Cuando Trump amenaza a Venezuela, no está hablando sólo de petróleo, aunque el petróleo siempre esté detrás. Está hablando a su electorado, diciéndole: “Nosotros seguimos mandando”. Es un mensaje de poder hacia dentro, no hacia afuera. El mismo patrón se repite con sus ataques al presidente Gustavo Petro: desprecio hacia un líder latinoamericano que habla de transición ecológica, de soberanía, de redistribución. Para Trump y su entorno, esas ideas son anatema; representan el fantasma de un mundo donde los pueblos del sur decidan por sí mismos. No lo soportan.

Lo que más me preocupa es que Trump no amenaza solo a los adversarios clásicos del imperio, como Rusia o China, sino también a sus socios más cercanos. Su idea de “romper” relaciones comerciales con Canadá es un ejemplo de esa lógica de aislamiento que mezcla nacionalismo económico con ignorancia histórica. Canadá, uno de los principales aliados de Estados Unidos desde la Segunda Guerra Mundial, es tratado por Trump con el mismo desprecio con que se trata a un enemigo. Porque, en su mente, el mundo no se organiza por alianzas o principios, sino por transacciones y humillaciones. Si no te sometes, eres una amenaza.

Y así llegamos al otro frente: Rusia y China. Aquí, su estrategia es una mezcla de contradicción y cálculo. Trump no busca una guerra abierta, pero utiliza la escalada verbal y las sanciones como parte de su show político. Le interesa mostrarse fuerte frente a dos potencias que cuestionan el dominio estadounidense, pero sin comprometerse en conflictos que puedan desgastar su imagen interna. Por eso habla de “poner en su lugar” a Rusia y “frenar a China”, pero al mismo tiempo mantiene líneas de negociación que benefician a sus grupos empresariales. Es el viejo imperialismo adaptado al marketing de campaña.

En el fondo, lo que Trump propone es un retorno a un orden mundial abiertamente jerárquico, sin máscaras liberales ni discursos de derechos humanos. Una política exterior basada en el chantaje y la intimidación. Y lo más irónico es que, mientras lo acusan de “romper el orden internacional”, en realidad sólo está exponiendo la hipocresía de ese orden. Él no lo destruye: lo desnuda.

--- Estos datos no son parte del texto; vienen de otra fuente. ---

mod config;
mod context;
mod services;
mod stages;
mod state;

pub use config::{PipelineConfig, PipelineTuning};
pub use services::{CompressionEngine, ImageEngine};
pub use stages::compressed_output_path;

use std::{
    sync::Arc,
    time::{Duration, Instant},
};

use common::{
    error::AppError,
    storage::{
        db::SurrealDbClient,
        store::StorageManager,
        types::{
            compression_job::CompressionJob,
            compression_task::{CompressionTask, TaskErrorInfo},
        },
    },
};
use tracing::{debug, info, warn};

use self::{
    context::PipelineContext,
    stages::{complete, compress, start, store},
    state::ready,
};

#[allow(clippy::module_name_repetitions)]
pub struct CompressionPipeline {
    db: Arc<SurrealDbClient>,
    storage: StorageManager,
    pipeline_config: PipelineConfig,
    engine: Arc<dyn CompressionEngine>,
}

impl CompressionPipeline {
    pub fn new(db: Arc<SurrealDbClient>, storage: StorageManager) -> Self {
        Self::with_engine(db, storage, PipelineConfig::default(), Arc::new(ImageEngine))
    }

    pub fn with_engine(
        db: Arc<SurrealDbClient>,
        storage: StorageManager,
        pipeline_config: PipelineConfig,
        engine: Arc<dyn CompressionEngine>,
    ) -> Self {
        Self {
            db,
            storage,
            pipeline_config,
            engine,
        }
    }

    #[tracing::instrument(
        skip_all,
        fields(
            task_id = %task.id,
            job_id = %task.payload.job_id,
            attempt = task.attempts,
            worker_id = task.worker_id.as_deref().unwrap_or("unknown-worker")
        )
    )]
    pub async fn process_task(&self, task: CompressionTask) -> Result<(), AppError> {
        let processing_task = task.mark_processing(&self.db).await?;

        // A redelivered task whose job already settled, or was swept, has nothing left to do.
        let job = match CompressionJob::get(&processing_task.payload.job_id, &self.db).await {
            Ok(job) if job.status.is_terminal() => {
                debug!(
                    task_id = %processing_task.id,
                    job_id = %job.id,
                    status = job.status.as_str(),
                    "job already settled; acknowledging task"
                );
                processing_task.mark_succeeded(&self.db).await?;
                return Ok(());
            }
            Ok(job) => job,
            Err(AppError::NotFound(_)) => {
                debug!(
                    task_id = %processing_task.id,
                    job_id = %processing_task.payload.job_id,
                    "job no longer exists; acknowledging task"
                );
                processing_task.mark_succeeded(&self.db).await?;
                return Ok(());
            }
            Err(err) => return Err(err),
        };

        match self.drive_pipeline(&processing_task, job.clone()).await {
            Ok(()) => {
                processing_task.mark_succeeded(&self.db).await?;
                info!(
                    task_id = %processing_task.id,
                    job_id = %job.id,
                    attempt = processing_task.attempts,
                    "compression task succeeded"
                );
                Ok(())
            }
            Err(err) => {
                let reason = err.to_string();
                let error_info = TaskErrorInfo {
                    code: Some(err.code().to_string()),
                    message: reason.clone(),
                };

                if err.is_retryable() && processing_task.can_retry() {
                    let delay = self.retry_delay(processing_task.attempts);
                    processing_task
                        .mark_failed(error_info, delay, &self.db)
                        .await?;
                    warn!(
                        task_id = %processing_task.id,
                        job_id = %job.id,
                        attempt = processing_task.attempts,
                        retry_in_secs = delay.as_secs(),
                        "compression task failed; scheduled retry"
                    );
                } else {
                    let failed_task = processing_task
                        .mark_failed(error_info.clone(), Duration::from_secs(0), &self.db)
                        .await?;
                    failed_task.mark_dead_letter(error_info, &self.db).await?;

                    let current = CompressionJob::get(&job.id, &self.db).await?;
                    current.mark_failed(&reason, &self.db).await?;
                    warn!(
                        task_id = %failed_task.id,
                        job_id = %job.id,
                        attempt = failed_task.attempts,
                        "compression task failed; moved to dead letter queue"
                    );
                }

                Err(AppError::Processing(reason))
            }
        }
    }

    fn retry_delay(&self, attempt: u32) -> Duration {
        let tuning = &self.pipeline_config.tuning;
        let capped_attempt = attempt
            .saturating_sub(1)
            .min(tuning.retry_backoff_cap_exponent);
        let multiplier = 2_u64.pow(capped_attempt);
        let delay = tuning.retry_base_delay_secs.saturating_mul(multiplier);

        Duration::from_secs(delay.min(tuning.retry_max_delay_secs))
    }

    fn duration_millis(duration: Duration) -> u64 {
        u64::try_from(duration.as_millis()).unwrap_or(u64::MAX)
    }

    #[tracing::instrument(skip_all, fields(task_id = %task.id, attempt = task.attempts))]
    async fn drive_pipeline(
        &self,
        task: &CompressionTask,
        job: CompressionJob,
    ) -> Result<(), AppError> {
        let mut ctx = PipelineContext::new(
            task,
            job,
            self.db.as_ref(),
            &self.storage,
            self.engine.as_ref(),
        );

        let machine = ready();
        let pipeline_started = Instant::now();

        let machine = start(machine, &mut ctx)
            .await
            .map_err(|err| ctx.abort(err))?;

        let stage_start = Instant::now();
        let machine = compress(machine, &mut ctx)
            .await
            .map_err(|err| ctx.abort(err))?;
        let compress_duration = stage_start.elapsed();

        let stage_start = Instant::now();
        let machine = store(machine, &mut ctx)
            .await
            .map_err(|err| ctx.abort(err))?;
        let store_duration = stage_start.elapsed();

        let _machine = complete(machine, &mut ctx)
            .await
            .map_err(|err| ctx.abort(err))?;

        info!(
            task_id = %ctx.task_id,
            job_id = %ctx.job_id,
            attempt = ctx.attempt,
            total_ms = Self::duration_millis(pipeline_started.elapsed()),
            compress_ms = Self::duration_millis(compress_duration),
            store_ms = Self::duration_millis(store_duration),
            "compression pipeline finished"
        );

        Ok(())
    }
}

#[cfg(test)]
mod tests;
pub mod archive;
pub mod config;
pub mod upload_limits;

El tipo de "liderazgo" de Trump nos muestra algo más profundo: el agotamiento del modelo civilizatorio occidental. El capitalismo, en su fase más desesperada, ya no necesita convencernos de que su proyecto es justo. Le basta con imponerse por la fuerza. Trump es la voz de ese capitalismo decadente que ya no sabe mentir bien.

¿Qué debería hacer América Latina ante eso? No caer en el miedo, pero tampoco en la ingenuidad. Trump no es solo una persona; es la representación de una estructura que lleva siglos extrayendo, dominando y subordinando. Si amenaza a Venezuela, si agrede a Petro, si desprecia a Canadá, si escala con Rusia o China, es porque su proyecto político no conoce otra forma de afirmarse que no sea la del enemigo. Y eso, desde una perspectiva anticolonialista, nos muestra que la única respuesta posible es la integración, la soberanía compartida y la memoria histórica.

Lo que está en juego no es sólo la estabilidad de la región, sino el sentido mismo de la justicia internacional. Porque cuando un líder que ha hecho del racismo, el extractivismo y el autoritarismo su marca personal amenaza con redesplegar flotas y sanciones, lo que se está activando no es una estrategia racional: es una pulsión imperial, una nostalgia de dominio que debería haberse extinguido hace mucho tiempo.

Yo miro este escenario con preocupación, pero también con claridad. Porque en la violencia de Trump se revela la fragilidad del imperio. Y en la dignidad de los pueblos que resisten, sigue viva la esperanza de otro orden posible: uno donde la justicia no dependa de los barcos que patrullan nuestros mares, sino de la conciencia que nos une desde abajo, desde la tierra y la historia compartida.